Bosan? Jelas! Sudah hampir satu bulan Lea terkurung di mansion Zen. Namun, belum sekali pun pria itu meminta untuk dilayani seperti yang pernah dia katakan sebelumnya. Bukan karena Lea juga menginginkan Zen, melainkan karena Lea ingin segera pergi dari tempat terkutuk itu.
Lelah memberontak, Lea akhirnya pasrah. Jika memang dia harus melayani pria tersebut untuk bisa terbebas dari Zen, maka dia akan melakukannya.
"Aku tahu Grace sangat menyebalkan, tapi aku benci saat harus mengakui kalau aku merindukannya," ujar Lea bermonolog.
Lea bertanya-tanya dalam hati, apakah Grace saat ini sedang mencarinya karena mangkir dari pekerjaan? Jika memang begitu, Lea sangat berharap bahwa Grace akan menemukan dirinya di sarang penyamun itu.
Lea menghela napas. Sejak pagi, dia hanya duduk di dekat jendela untuk melihat hutan belantara yang berada di belakang mansion. Lalu, tiba-tiba pintu kamar Lea dibuka dari luar. Wanita itu berpaling ke arah pintu.
"Aku datang membawa kabar gembira," ujar orang yang baru saja masuk. Dia adalah Clint.
Lea memalingkan wajah. Meski sudah cukup lega karena Clint tidak pernah bertanya lagi tentang asal usul Lea setelah melihat dengan jelas wajah wanita itu, namun hal tersebut tidak berarti bahwa Lea senang berinteraksi dengan Clint. Bagi Lea, Clint sama saja dengan Zen.
"Pergilah! Aku sedang tidak ingin diganggu," usir Lea dengan tatapan mengarah pada jendela.
Clint berhenti melangkah di dekat single sofa yang diduduki Lea.
"Kau yakin tidak ingin mendengar kabar gembira yang kubawa?" Clint memasukkan tangannya ke saku celana sambil menoleh pada Lea.
"Tidak!" tolak Lea.
Satu-satunya kabar gembira yang ingin Lea dengar adalah saat di mana dia akan mendapatkan kebebasannya kembali, dan ... sepertinya, hal itu sangat mustahil untuk waktu sekarang. Apalagi Zen sama sekali belum menagih pekerjaan untuk uang yang pria tersebut berikan.
"Sayang sekali." Clint menarik kedua sudut bibirnya ke bawah. "Padahal taman anggrek di sayap timur sedang dipenuhi dengan bunga yang bermekaran. Kau tidak tertarik?"
Kepala Lea berputar dengan cepat ke arah samping. Dia harus setengah menengadah untuk melihat pada wajah Clint yang sedang menatapnya dengan sebelah alis terangkat.
"Hehem, kau tidak salah mendengar.
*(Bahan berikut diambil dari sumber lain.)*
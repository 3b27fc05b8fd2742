//! # Fulfillment Worker Pool
//!
//! Supervised replacement for fire-and-forget background runs. Order ids are queued on a
//! bounded channel and drained by a fixed set of workers; each run executes on its own
//! task so a panic surfaces as a `JoinError` and is folded into the failure path instead
//! of being lost.
//!
//! Shutdown stops intake, lets in-flight runs finish within the shutdown timeout and then
//! aborts whatever is left. Orders still queued or aborted stay in `processing` and are
//! picked up again by [`FulfillmentWorkerPool::recover_stalled`] on the next start.

use dashmap::mapref::entry::Entry;
use dashmap::DashMap;
use std::any::Any;
use std::sync::Arc;
use std::time::Duration;
use tokio::sync::{broadcast, mpsc, Mutex as AsyncMutex};
use tokio::task::{AbortHandle, JoinHandle};
use tracing::{debug, error, info, instrument, warn};
use uuid::Uuid;

use super::orchestrator::{CancelHandle, CancelSignal, FulfillmentOrchestrator};
use crate::config::WorkerConfig;
use crate::error::{FulfillmentError, Result};
use crate::state_machine::OrderStatus;
use crate::store::OrderStore;

/// Control handles for one in-flight run
struct RunHandle {
    cancel: CancelHandle,
    abort: AbortHandle,
}

struct WorkerContext {
    orchestrator: Arc<FulfillmentOrchestrator>,
    orders: Arc<dyn OrderStore>,
    in_flight: Arc<DashMap<Uuid, RunHandle>>,
}

pub struct FulfillmentWorkerPool {
    sender: parking_lot::Mutex<Option<mpsc::Sender<Uuid>>>,
    workers: parking_lot::Mutex<Vec<JoinHandle<()>>>,
    in_flight: Arc<DashMap<Uuid, RunHandle>>,
    shutdown_tx: broadcast::Sender<()>,
    shutdown_timeout: Duration,
}

impl FulfillmentWorkerPool {
    /// Spawn the workers; must be called inside a Tokio runtime
    pub fn start(
        orchestrator: Arc<FulfillmentOrchestrator>,
        orders: Arc<dyn OrderStore>,
        config: &WorkerConfig,
    ) -> Self {
        let (sender, receiver) = mpsc::channel::<Uuid>(config.queue_capacity.max(1));
        let receiver = Arc::new(AsyncMutex::new(receiver));
        let (shutdown_tx, _) = broadcast::channel(1);
        let in_flight = Arc::new(DashMap::new());

        let context = Arc::new(WorkerContext {
            orchestrator,
            orders,
            in_flight: Arc::clone(&in_flight),
        });

        let worker_count = config.workers.max(1);
        let workers = (0..worker_count)
            .map(|worker_id| {
                tokio::spawn(worker_loop(
                    worker_id,
                    Arc::clone(&context),
                    Arc::clone(&receiver),
                    shutdown_tx.subscribe(),
                ))
            })
            .collect();

        info!(
            workers = worker_count,
            queue_capacity = config.queue_capacity,
            "Fulfillment worker pool started"
        );

        Self {
            sender: parking_lot::Mutex::new(Some(sender)),
            workers: parking_lot::Mutex::new(workers),
            in_flight,
            shutdown_tx,
            shutdown_timeout: config.shutdown_timeout(),
        }
    }

    /// Queue an order for fulfillment; waits while the queue is full
    pub async fn submit(&self, order_id: Uuid) -> Result<()> {
        let sender = self
            .sender
            .lock()
            .clone()
            .ok_or(FulfillmentError::QueueClosed)?;
        sender
            .send(order_id)
            .await
            .map_err(|_| FulfillmentError::QueueClosed)?;
        debug!(order_id = %order_id, "Order queued for fulfillment");
        Ok(())
    }

    /// Signal a running order to stop; false when it is not currently running
    pub fn cancel(&self, order_id: Uuid) -> bool {
        match self.in_flight.get(&order_id) {
            Some(run) => {
                run.cancel.cancel();
                info!(order_id = %order_id, "Cancellation requested");
                true
            }
            None => false,
        }
    }

    pub fn in_flight(&self) -> usize {
        self.in_flight.len()
    }

    /// Re-queue every order left in `processing`
    pub async fn recover_stalled(&self, orders: &dyn OrderStore) -> Result<usize> {
        let stalled = orders.orders_with_status(OrderStatus::Processing).await?;
        let count = stalled.len();
        for order in stalled {
            self.submit(order.order_id).await?;
        }
        if count > 0 {
            info!(count, "Re-queued stalled orders");
        }
        Ok(count)
    }

    #[instrument(skip(self))]
    pub async fn shutdown(&self) -> Result<()> {
        self.sender.lock().take();
        // Workers that already exited have dropped their receivers
        let _ = self.shutdown_tx.send(());

        let workers: Vec<JoinHandle<()>> = std::mem::take(&mut *self.workers.lock());
        let aborts: Vec<AbortHandle> = workers.iter().map(|worker| worker.abort_handle()).collect();

        match tokio::time::timeout(self.shutdown_timeout, futures::future::join_all(workers)).await
        {
            Ok(_) => info!("Fulfillment worker pool stopped"),
            Err(_) => {
                warn!(
                    in_flight = self.in_flight.len(),
                    timeout_secs = self.shutdown_timeout.as_secs(),
                    "Shutdown timed out; aborting remaining runs"
                );
                for abort in aborts {
                    abort.abort();
                }
                for run in self.in_flight.iter() {
                    run.abort.abort();
                }
                self.in_flight.clear();
            }
        }
        Ok(())
    }
}

async fn worker_loop(
    worker_id: usize,
    context: Arc<WorkerContext>,
    receiver: Arc<AsyncMutex<mpsc::Receiver<Uuid>>>,
    mut shutdown: broadcast::Receiver<()>,
) {
    debug!(worker_id, "Fulfillment worker started");

    loop {
        let next = {
            let mut receiver = receiver.lock().await;
            tokio::select! {
                biased;
                _ = shutdown.recv() => None,
                order_id = receiver.recv() => order_id,
            }
        };

        let Some(order_id) = next else {
            break;
        };
        context.run_order(worker_id, order_id).await;
    }

    debug!(worker_id, "Fulfillment worker stopped");
}

impl WorkerContext {
    async fn run_order(&self, worker_id: usize, order_id: Uuid) {
        let order = match self.orders.find_order(order_id).await {
            Ok(Some(order)) => order,
            Ok(None) => {
                warn!(worker_id, order_id = %order_id, "Queued order no longer exists");
                return;
            }
            Err(e) => {
                error!(worker_id, order_id = %order_id, error = %e, "Failed to load queued order");
                return;
            }
        };

        let run = match self.in_flight.entry(order_id) {
            Entry::Occupied(_) => {
                warn!(worker_id, order_id = %order_id, "Order already running; ignoring duplicate");
                return;
            }
            Entry::Vacant(slot) => {
                let (cancel, signal) = CancelSignal::pair();
                let orchestrator = Arc::clone(&self.orchestrator);
                let run_order = order.clone();
                let run = tokio::spawn(async move { orchestrator.fulfill(&run_order, signal).await });
                slot.insert(RunHandle {
                    cancel,
                    abort: run.abort_handle(),
                });
                run
            }
        };

        let joined = run.await;
        self.in_flight.remove(&order_id);

        match joined {
            Ok(outcome) => info!(
                worker_id,
                order_id = %order_id,
                status = %outcome.status(),
                "Fulfillment run finished"
            ),
            Err(join_error) if join_error.is_panic() => {
                let reason = panic_message(join_error.into_panic());
                error!(worker_id, order_id = %order_id, reason = %reason, "Fulfillment run panicked");
                self.orchestrator.fail_uncaught(&order, reason).await;
            }
            Err(_) => warn!(worker_id, order_id = %order_id, "Fulfillment run aborted"),
        }
    }
}

fn panic_message(payload: Box<dyn Any + Send>) -> String {
    if let Some(message) = payload.downcast_ref::<&str>() {
        (*message).to_string()
    } else if let Some(message) = payload.downcast_ref::<String>() {
        message.clone()
    } else {
        "panic with non-string payload".to_string()
    }
}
Aku ingin mengajakmu keluar dari ruangan membosankan ini," ujar Clint yang seolah dapat membaca pikiran Lea.
"Kau mau menipuku?" Lea tidak percaya.
Bagaimana bisa dia percaya dengan pria yang dia tahu sebagai salah satu orang kepercayaan Zen? Bisa saja Clint mengajaknya keluar hanya untuk membuatnya menumbuhkan harapan yang pada akhirnya hanya akan ditumbangkan oleh niat asli pria tersebut.
"Aku bernegosiasi dengan Zen. Aku bilang padanya kalau kau butuh menghirup udara segar dan bergerak lebih banyak supaya kondisi fisikmu kuat saat harus melakukan 'pekerjaanmu'," jawab Clint.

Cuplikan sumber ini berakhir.